The news of the death of the great Helen Frankenthaler – great painter, beautiful woman ( judging by the Guardian photograph) made me realise how easy it is to overlook people if they haven’t had a retrospective or show recently.  I think I’ve only seen two or three of her works together as part of a package at the Guggenheim, Bilbao maybe 7 or 8 years ago.  Then, a few paintings in Ab-Ex books and art histories (Autumn Farm, Spring Blizzard, the much later and fantastic Lavender Mirror) but no easy- to- find book to herself.  But she was a pioneer; the pouring of thinned paint onto unprimed canvas, leaving tracts unstained, was her “invention”, later adopted by Morris Louis, notably.

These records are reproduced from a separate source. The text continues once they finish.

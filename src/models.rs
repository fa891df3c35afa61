//! Core data models used throughout docsync.
//!
//! These types represent the artifacts handed to the sync engine and the
//! per-client metadata it persists between runs.

use chrono::{DateTime, Utc};
use serde_json::{Map, Value};

use crate::signature::Signature;

/// Free-form annotations attached to a remote document.
pub type DocumentMetadata = Map<String, Value>;

/// A named piece of content to be synchronized. Never persisted.
#[derive(Debug, Clone)]
pub struct Artifact {
    pub filename: String,
    pub content: Vec<u8>,
    pub metadata: Option<DocumentMetadata>,
}

impl Artifact {
    pub fn new(filename: impl Into<String>, content: impl Into<Vec<u8>>) -> Self {
        Self {
            filename: filename.into(),
            content: content.into(),
            metadata: None,
        }
    }

    /// Attach metadata. Non-object JSON values are ignored.
    pub fn with_metadata(mut self, metadata: Value) -> Self {
        if let Value::Object(map) = metadata {
            self.metadata = Some(map);
        }
        self
    }

    /// Attach `{"description": ...}` metadata, the shape used for plain uploads.
    pub fn with_description(self, description: impl Into<String>) -> Self {
        let description: String = description.into();
        self.with_metadata(serde_json::json!({ "description": description }))
    }

    /// True when the content is empty or consists only of whitespace.
    pub fn is_blank(&self) -> bool {
        match std::str::from_utf8(&self.content) {
            Ok(text) => text.trim().is_empty(),
            Err(_) => self.content.iter().all(u8::is_ascii_whitespace),
        }
    }
}

/// What the store remembers about the last successful sync of an artifact.
#[derive(Debug, Clone, PartialEq, Eq)]
pub struct ArtifactMetadata {
    pub filename: String,
    pub client_id: String,
    pub remote_document_id: String,
    pub signature: Signature,
    pub last_updated: DateTime<Utc>,
}
use anyhow::Result;
use sqlx::SqlitePool;

use crate::config::Config;
use crate::db;

pub async fn run_migrations(config: &Config) -> Result<()> {
    let pool = db::connect(config).await?;
    apply(&pool).await?;
    pool.close().await;
    Ok(())
}

/// Create the metadata schema on an open pool. Safe to run repeatedly.
pub async fn apply(pool: &SqlitePool) -> Result<()> {
    sqlx::query(
        r#"
        CREATE TABLE IF NOT EXISTS artifact_metadata (
            client_id TEXT NOT NULL,
            filename TEXT NOT NULL,
            file_id TEXT NOT NULL,
            signature TEXT NOT NULL,
            last_updated INTEGER NOT NULL,
            PRIMARY KEY (client_id, filename)
        )
        "#,
    )
    .execute(pool)
    .await?;

    sqlx::query(
        "CREATE INDEX IF NOT EXISTS idx_artifact_metadata_updated ON artifact_metadata(last_updated DESC)",
    )
    .execute(pool)
    .await?;

    Ok(())
}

Joan Mitchell has had a bit of well-deserved attention lately, with a lovely book and a small exhibition in Edinburgh; now we should see the same for Frankenthaler… and Krasner, Hartigan, Jay DeFeo….

Lygia Pape

“Magnetized Space” at the Serpentine Gallery, free. lovely exhibition.  She was a Brazilian artist who died, aged 77, in 2003 – a Neo-Concretist (no, I didn’t know either).  The Neo – Concretist movement was “dedicated to the inclusion of art into everyday life”, so the booklet says.  Anyway, there are several videos on show that we didn’t have time to watch, beautiful, careful drawings of close parallel lines on white paper, with sections tilted to look as if collaged on – very similar to Rachel Whiteread’s stuff at Tate Britain, I thought – but the most beautiful woodcuts on paper; minimalist, geometrical shapes cleanly cut against each other, both black and white and in three or four colours.  There are three in particular, in which the grain of the wood has been imprinted onto Japanese paper.  One resembles the rudder of a boat, another a shark’s fin, the third an abstract swirling pattern.  They are great, don’t miss them.

The Roberts

Colquhoun and MacBryde, about whom Roger Bristow has written a book entitled “The Last Bohemians” (2010).  I knew of them vaguely from the writings of Julian Maclaren-Ross and Daniel Farson but I’d only scene one picture by Colquhoun, the one that Grayson Perry included in his Hastings exhibition a while back.  the first illustration on the book is “Bitch and Pup”, which Colquhoun did in 1958; it’s very striking and no doubt I’ll be returning to them, as I read more.

The Artist

I’ll have to see it, the critics having unanimously praised it – but it all sounds a bit “Cinema Paradiso” to me.  That’s enough, signing off to get drunk (er).  Happy New Year, to those of you for whom it is.

Blackpaint

31.12.11

Blackpaint 113

April 18, 2010

Ten women artists who should have a cheap Taschen or Tate book written about them

With loads of their paintings in, of course.  Google each of them for an afternoon’s inspiring viewing.

  • Gillian Ayres
  • Grace Hartigan
  • Prunella Clough
  • Wilhelmina Barns-Graham
  • Sandra Blow
  • Helen Frankenthaler
  • Roni Horn
  • Cecily Brown
  • Margaret Mellis
  • Joan Mitchell

This list is based purely on personal choice and prejudice, of course, and has no pretensions to objectivity.  

Wallander 

The Swedish version of course – Branagh’s angst is far too near the surface.  Very bad slip last night, when Kurt made a joke about blow jobs with women present (albeit police officers).  This isn’t what we expect from a kindly, suppressed, approaching retirement police officer in a liberated country like Sweden.  Contrary to what my partner says, these are real people who live in the real town of Ystad and frequently have to send to Malmo – or Malmer, as it is apparently pronounced- for reinforcements.

Painting

I’ve just looked round the room at my latest paintings and realised that they are all the same – in some cases, turning them from lanscape to portrait or vice versa makes them just about identical to another.  So, here is the last in my current “style”; I am going to ring some radical changes in the days to come.

Listening to 1952 Vincent Black Lightning by Richard Thompson.

“I see angels and Ariels in leather and chrome,

Swinging down from heaven to carry me home.”

And he gave her one last kiss and died,

And he gave her his Vincent to ride.